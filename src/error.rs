//! Error types and result handling for mysql-replay.
//!
//! This module defines the main error type [`Error`] and a convenience
//! [`Result`] type alias used throughout the crate.

use thiserror::Error;

/// The main error type for mysql-replay operations.
///
/// This enum represents all possible errors that can occur during
/// replication, from configuration issues to runtime failures.
#[derive(Error, Debug)]
pub enum Error {
    /// Configuration error from the YAML file or environment overrides.
    #[error("Configuration error: {0}")]
    Config(#[from] config::ConfigError),

    /// I/O error, typically from checkpoint file operations.
    #[error("IO error: {0}")]
    Io(#[from] std::io::Error),

    /// MySQL client or protocol error, from either the binlog source or
    /// the target connection.
    #[error("MySQL error: {0}")]
    Mysql(#[from] mysql_async::Error),

    /// A column value cannot be rendered as a SQL literal
    /// (e.g., a byte value that is not valid UTF-8).
    #[error("Encoding error: {message}")]
    Encoding {
        /// Description of the value that could not be encoded
        message: String,
    },

    /// A binlog event cannot be interpreted as a change event
    /// (e.g., missing table metadata, column count mismatch).
    #[error("Decoding error: {message}")]
    Decoding {
        /// Description of what could not be decoded
        message: String,
    },
}

impl Error {
    pub(crate) fn encoding(message: impl Into<String>) -> Self {
        Error::Encoding {
            message: message.into(),
        }
    }

    pub(crate) fn decoding(message: impl Into<String>) -> Self {
        Error::Decoding {
            message: message.into(),
        }
    }
}

/// A convenient Result type alias for mysql-replay operations.
pub type Result<T> = std::result::Result<T, Error>;
use mysql_replay::checkpoint::{BinlogPosition, CheckpointManager};
use tempfile::TempDir;

fn configured_default() -> BinlogPosition {
    BinlogPosition::new("mysql-bin.000001", 4)
}

#[tokio::test]
async fn test_checkpoint_persistence() {
    let temp_dir = TempDir::new().unwrap();
    let checkpoint_path = temp_dir.path().join("binlog_info.txt");

    let manager = CheckpointManager::new(&checkpoint_path);

    // Create and save a position
    let position = BinlogPosition::new("mysql-bin.000042", 1000);
    manager.save(&position).await.unwrap();

    // Load it back
    let loaded = manager.load(configured_default()).await;
    assert_eq!(loaded, position);

    // The on-disk record is the documented two-line format
    let raw = tokio::fs::read_to_string(&checkpoint_path).await.unwrap();
    assert_eq!(raw, "mysql-bin.000042\n1000");

    // Update position
    let position2 = BinlogPosition::new("mysql-bin.000043", 4);
    manager.save(&position2).await.unwrap();

    let loaded2 = manager.load(configured_default()).await;
    assert_eq!(loaded2, position2);
}

#[tokio::test]
async fn test_checkpoint_recovery_simulation() {
    let temp_dir = TempDir::new().unwrap();
    let checkpoint_path = temp_dir.path().join("binlog_info.txt");

    // Simulate first run
    {
        let manager = CheckpointManager::new(&checkpoint_path);

        // No checkpoint initially: the configured default applies
        assert_eq!(manager.load(configured_default()).await, configured_default());

        // Process some events and save
        manager
            .save(&BinlogPosition::new("mysql-bin.000005", 890))
            .await
            .unwrap();
    }

    // Simulate restart/recovery
    {
        let manager = CheckpointManager::new(&checkpoint_path);

        let recovered = manager.load(configured_default()).await;
        assert_eq!(recovered, BinlogPosition::new("mysql-bin.000005", 890));

        // Continue from the recovered position
        manager
            .save(&BinlogPosition::new("mysql-bin.000006", 4))
            .await
            .unwrap();
    }

    // Verify final state
    {
        let manager = CheckpointManager::new(&checkpoint_path);
        let final_position = manager.load(configured_default()).await;
        assert_eq!(final_position, BinlogPosition::new("mysql-bin.000006", 4));
    }
}

#[tokio::test]
async fn test_rapid_checkpoint_updates() {
    let temp_dir = TempDir::new().unwrap();
    let checkpoint_path = temp_dir.path().join("binlog_info.txt");

    let manager = CheckpointManager::new(&checkpoint_path);

    // One save per consumed event; the last write wins
    for i in 0..10u64 {
        let position = BinlogPosition::new("mysql-bin.000099", 4 + i * 217);
        manager.save(&position).await.unwrap();
    }

    let final_position = manager.load(configured_default()).await;
    assert_eq!(final_position, BinlogPosition::new("mysql-bin.000099", 4 + 9 * 217));
}

#[tokio::test]
async fn test_corrupt_checkpoint_falls_back() {
    let temp_dir = TempDir::new().unwrap();
    let checkpoint_path = temp_dir.path().join("binlog_info.txt");

    tokio::fs::write(&checkpoint_path, "one line only").await.unwrap();

    let manager = CheckpointManager::new(&checkpoint_path);
    assert_eq!(manager.load(configured_default()).await, configured_default());

    // A save repairs the record
    manager
        .save(&BinlogPosition::new("mysql-bin.000002", 120))
        .await
        .unwrap();
    assert_eq!(
        manager.load(configured_default()).await,
        BinlogPosition::new("mysql-bin.000002", 120)
    );
}
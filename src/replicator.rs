//! The replication loop and its lifecycle.
//!
//! One task drives the binlog source and feeds the dispatch queue; the
//! execution worker consumes it. The loop checkpoints the binlog position
//! after every consumed event, before downstream execution completes, so
//! a restart re-applies the queued tail rather than losing it
//! (at-least-once delivery).
//!
//! Lifecycle: starting (load position, connect, spawn worker, open
//! stream) → streaming → draining on interrupt or stream end (stop
//! intake, let the worker finish, bounded wait) or terminating on SIGTERM
//! (stop immediately, queued statements are dropped). Every trigger funnels
//! into the same shutdown routine, which runs exactly once.

use std::sync::atomic::{AtomicI64, Ordering};
use std::sync::Arc;

use tokio::signal::unix::{signal, SignalKind};
use tokio::sync::mpsc;
use tokio::task::JoinHandle;
use tokio::time::timeout;
use tracing::{error, info, warn};

use crate::binlog::{BinlogSource, SourcedEvent};
use crate::checkpoint::{BinlogPosition, CheckpointManager};
use crate::sql::{self, ReplicationStatement};
use crate::target::MysqlTarget;
use crate::worker::ExecutionWorker;
use crate::{Config, Error, Result};

enum StopReason {
    /// Interrupt or stream end: stop intake, drain the queue.
    Drain,
    /// Termination signal: stop without waiting for the queue.
    Terminate,
}

enum Step {
    Continue,
    Stop(StopReason),
    SourceLost,
}

/// Per-event stage of the replication loop: translate the event, hand its
/// statements to the dispatch queue, then persist the position.
///
/// Split out from [`Replicator`] so the event path can be exercised
/// without a live binlog stream.
pub struct EventPipeline {
    queue: mpsc::Sender<ReplicationStatement>,
    checkpoints: CheckpointManager,
    last_source_ts: Arc<AtomicI64>,
    position: BinlogPosition,
}

impl EventPipeline {
    pub fn new(
        queue: mpsc::Sender<ReplicationStatement>,
        checkpoints: CheckpointManager,
        last_source_ts: Arc<AtomicI64>,
        position: BinlogPosition,
    ) -> Self {
        Self {
            queue,
            checkpoints,
            last_source_ts,
            position,
        }
    }

    pub fn position(&self) -> &BinlogPosition {
        &self.position
    }

    /// Consumes one sourced event: translate, enqueue, checkpoint.
    ///
    /// A row that fails to encode is logged and skipped; the rest of the
    /// event still replicates. The position advances and persists
    /// unconditionally: the event is consumed either way.
    pub async fn process(&mut self, sourced: SourcedEvent) {
        self.last_source_ts
            .store(sourced.event.timestamp(), Ordering::Relaxed);

        for built in sql::build(&sourced.event) {
            match built {
                Ok(statement) => {
                    info!(sql = %statement.sql, "Translated statement");
                    if self.queue.send(statement).await.is_err() {
                        warn!("Dispatch queue is closed, dropping statement");
                        break;
                    }
                }
                Err(e) => {
                    error!(error = %e, "Failed to build statement for row");
                }
            }
        }

        self.advance(sourced.position).await;
    }

    /// Marks an event as consumed without generating statements and
    /// persists the new position. Used for events that could not be
    /// decoded; refusing to advance would wedge replication on the same
    /// record forever.
    pub async fn advance(&mut self, position: BinlogPosition) {
        self.position = position;
        if let Err(e) = self.checkpoints.save(&self.position).await {
            // Reported but not fatal: a crash before the next successful
            // save replays a larger backlog, which at-least-once absorbs.
            error!(error = %e, "Failed to persist binlog position");
        }
    }

    fn into_parts(
        self,
    ) -> (
        mpsc::Sender<ReplicationStatement>,
        CheckpointManager,
        BinlogPosition,
    ) {
        (self.queue, self.checkpoints, self.position)
    }
}

/// Drives replication from the source binlog to the target database.
pub struct Replicator {
    config: Config,
}

impl Replicator {
    pub fn new(config: Config) -> Self {
        Self { config }
    }

    pub async fn run(&mut self) -> Result<()> {
        let checkpoints = CheckpointManager::new(&self.config.replication.checkpoint_file);
        let start = checkpoints.load(self.config.initial_position()).await;
        info!(position = %start, "Starting replication");

        let target = MysqlTarget::connect(&self.config.target_mysql_settings).await?;

        let (queue, statements) = mpsc::channel(self.config.replication.max_queue_size);
        let last_source_ts = Arc::new(AtomicI64::new(0));
        let worker = ExecutionWorker::new(statements, target, Arc::clone(&last_source_ts));
        let worker_handle = tokio::spawn(worker.run());

        let mut pipeline = EventPipeline::new(queue, checkpoints, last_source_ts, start.clone());

        let mut source = Some(
            BinlogSource::connect(
                &self.config.source_mysql_settings,
                self.config.source_server_id,
                start,
            )
            .await?,
        );

        let mut sigterm = signal(SignalKind::terminate())?;

        let reason = loop {
            let step = match source.as_mut() {
                Some(stream) => {
                    tokio::select! {
                        _ = tokio::signal::ctrl_c() => {
                            info!("Interrupt received, draining");
                            Step::Stop(StopReason::Drain)
                        }
                        _ = sigterm.recv() => {
                            info!("Termination signal received");
                            Step::Stop(StopReason::Terminate)
                        }
                        next = stream.next_event() => match next {
                            Ok(Some(sourced)) => {
                                pipeline.process(sourced).await;
                                Step::Continue
                            }
                            Ok(None) => {
                                info!("Binlog stream ended");
                                Step::Stop(StopReason::Drain)
                            }
                            Err(Error::Decoding { message }) => {
                                warn!(error = %message, "Skipping undecodable event");
                                let position = stream.position().clone();
                                pipeline.advance(position).await;
                                Step::Continue
                            }
                            Err(e) => {
                                error!(error = %e, "Source stream failure, will reconnect");
                                Step::SourceLost
                            }
                        }
                    }
                }
                None => {
                    tokio::select! {
                        _ = tokio::signal::ctrl_c() => {
                            info!("Interrupt received while reconnecting");
                            Step::Stop(StopReason::Drain)
                        }
                        _ = sigterm.recv() => {
                            info!("Termination signal received while reconnecting");
                            Step::Stop(StopReason::Terminate)
                        }
                        reopened = BinlogSource::reconnect(
                            &self.config.source_mysql_settings,
                            self.config.source_server_id,
                            pipeline.position().clone(),
                            self.config.replication.source_retry_interval(),
                        ) => {
                            source = Some(reopened);
                            Step::Continue
                        }
                    }
                }
            };

            match step {
                Step::Continue => {}
                Step::Stop(reason) => break reason,
                Step::SourceLost => source = None,
            }
        };

        self.shutdown(reason, pipeline, source, worker_handle).await
    }

    /// The single shutdown path, reached from every trigger.
    ///
    /// Saves the final position, closes intake, then either waits for the
    /// worker to drain the queue (bounded) or aborts it outright. Both
    /// connections are released exactly once.
    async fn shutdown(
        &self,
        reason: StopReason,
        pipeline: EventPipeline,
        source: Option<BinlogSource>,
        mut worker: JoinHandle<MysqlTarget>,
    ) -> Result<()> {
        let (queue, checkpoints, position) = pipeline.into_parts();

        if let Err(e) = checkpoints.save(&position).await {
            error!(error = %e, "Failed to save final position");
        } else {
            info!(position = %position, "Saved final position");
        }

        // Closing the sender is the worker's stop signal: it drains what
        // is queued and returns.
        drop(queue);

        if let Some(source) = source {
            if let Err(e) = source.close().await {
                warn!(error = %e, "Source connection did not close cleanly");
            }
        }

        match reason {
            StopReason::Drain => {
                match timeout(self.config.replication.drain_timeout(), &mut worker).await {
                    Ok(Ok(target)) => {
                        if let Err(e) = target.disconnect().await {
                            warn!(error = %e, "Target connection did not close cleanly");
                        }
                    }
                    Ok(Err(e)) => {
                        error!(error = %e, "Execution worker failed");
                    }
                    Err(_) => {
                        warn!("Drain timed out, statements still queued were not applied");
                        worker.abort();
                    }
                }
            }
            StopReason::Terminate => {
                // Deliberately lossy: whatever is still queued is dropped
                // here and re-applied from the saved position on restart.
                worker.abort();
            }
        }

        info!("Replication stopped");
        Ok(())
    }
}
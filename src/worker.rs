//! Serialized statement execution.
//!
//! A single worker task consumes the dispatch queue in FIFO order and
//! applies one statement at a time against the target, so the source's
//! change ordering is preserved. The worker outlives every per-statement
//! failure: a statement that the target rejects is logged and discarded,
//! and the next one is attempted.

use std::sync::atomic::{AtomicI64, Ordering};
use std::sync::Arc;

use chrono::Utc;
use tokio::sync::mpsc;
use tracing::{debug, error, info};

use crate::sql::ReplicationStatement;
use crate::target::SqlExecutor;

/// Consumes [`ReplicationStatement`]s from the dispatch queue and executes
/// them against the target, one transaction per statement.
///
/// The worker stops only when the queue's sender side is closed and every
/// remaining statement has been drained. [`run`](Self::run) hands the
/// executor back so the caller can release the target connection exactly
/// once.
pub struct ExecutionWorker<E> {
    statements: mpsc::Receiver<ReplicationStatement>,
    executor: E,
    last_source_ts: Arc<AtomicI64>,
}

impl<E: SqlExecutor> ExecutionWorker<E> {
    pub fn new(
        statements: mpsc::Receiver<ReplicationStatement>,
        executor: E,
        last_source_ts: Arc<AtomicI64>,
    ) -> Self {
        Self {
            statements,
            executor,
            last_source_ts,
        }
    }

    pub async fn run(mut self) -> E {
        while let Some(statement) = self.statements.recv().await {
            match self.executor.execute(&statement.sql).await {
                Ok(()) => {
                    // Lag is measured against the newest timestamp the loop
                    // has observed, which may be ahead of this statement's
                    // own event. Approximate, liveness-only.
                    let observed = self
                        .last_source_ts
                        .load(Ordering::Relaxed)
                        .max(statement.source_timestamp);
                    let lag_secs = if observed > 0 {
                        (Utc::now().timestamp() - observed).max(0)
                    } else {
                        0
                    };
                    info!(lag_secs, sql = %statement.sql, "Applied statement");
                }
                Err(e) => {
                    error!(error = %e, sql = %statement.sql, "Failed to execute statement");
                }
            }
        }

        debug!("Dispatch queue drained, execution worker stopping");
        self.executor
    }
}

------------------------------------

TASK STATEMENT - Within the material above, the line with "let recovered = manager.load(configured_default()).await;" opens the range and the line with "execution completes, so" closes it; reproduce that range word for word.

RESPONSE BOX -
        let recovered = manager.load(configured_default()).await;
        assert_eq!(recovered, BinlogPosition::new("mysql-bin.000005", 890));

        // Continue from the recovered position
        manager
            .save(&BinlogPosition::new("mysql-bin.000006", 4))
            .await
            .unwrap();
    }

    // Verify final state
    {
        let manager = CheckpointManager::new(&checkpoint_path);
        let final_position = manager.load(configured_default()).await;
        assert_eq!(final_position, BinlogPosition::new("mysql-bin.000006", 4));
    }
}

#[tokio::test]
async fn test_rapid_checkpoint_updates() {
    let temp_dir = TempDir::new().unwrap();
    let checkpoint_path = temp_dir.path().join("binlog_info.txt");

    let manager = CheckpointManager::new(&checkpoint_path);

    // One save per consumed event; the last write wins
    for i in 0..10u64 {
        let position = BinlogPosition::new("mysql-bin.000099", 4 + i * 217);
        manager.save(&position).await.unwrap();
    }

    let final_position = manager.load(configured_default()).await;
    assert_eq!(final_position, BinlogPosition::new("mysql-bin.000099", 4 + 9 * 217));
}

#[tokio::test]
async fn test_corrupt_checkpoint_falls_back() {
    let temp_dir = TempDir::new().unwrap();
    let checkpoint_path = temp_dir.path().join("binlog_info.txt");

    tokio::fs::write(&checkpoint_path, "one line only").await.unwrap();

    let manager = CheckpointManager::new(&checkpoint_path);
    assert_eq!(manager.load(configured_default()).await, configured_default());

    // A save repairs the record
    manager
        .save(&BinlogPosition::new("mysql-bin.000002", 120))
        .await
        .unwrap();
    assert_eq!(
        manager.load(configured_default()).await,
        BinlogPosition::new("mysql-bin.000002", 120)
    );
}
filename src/replicator.rs
//! The replication loop and its lifecycle.
//!
//! One task drives the binlog source and feeds the dispatch queue; the
//! execution worker consumes it. The loop checkpoints the binlog position
//! after every consumed event, before downstream execution completes, so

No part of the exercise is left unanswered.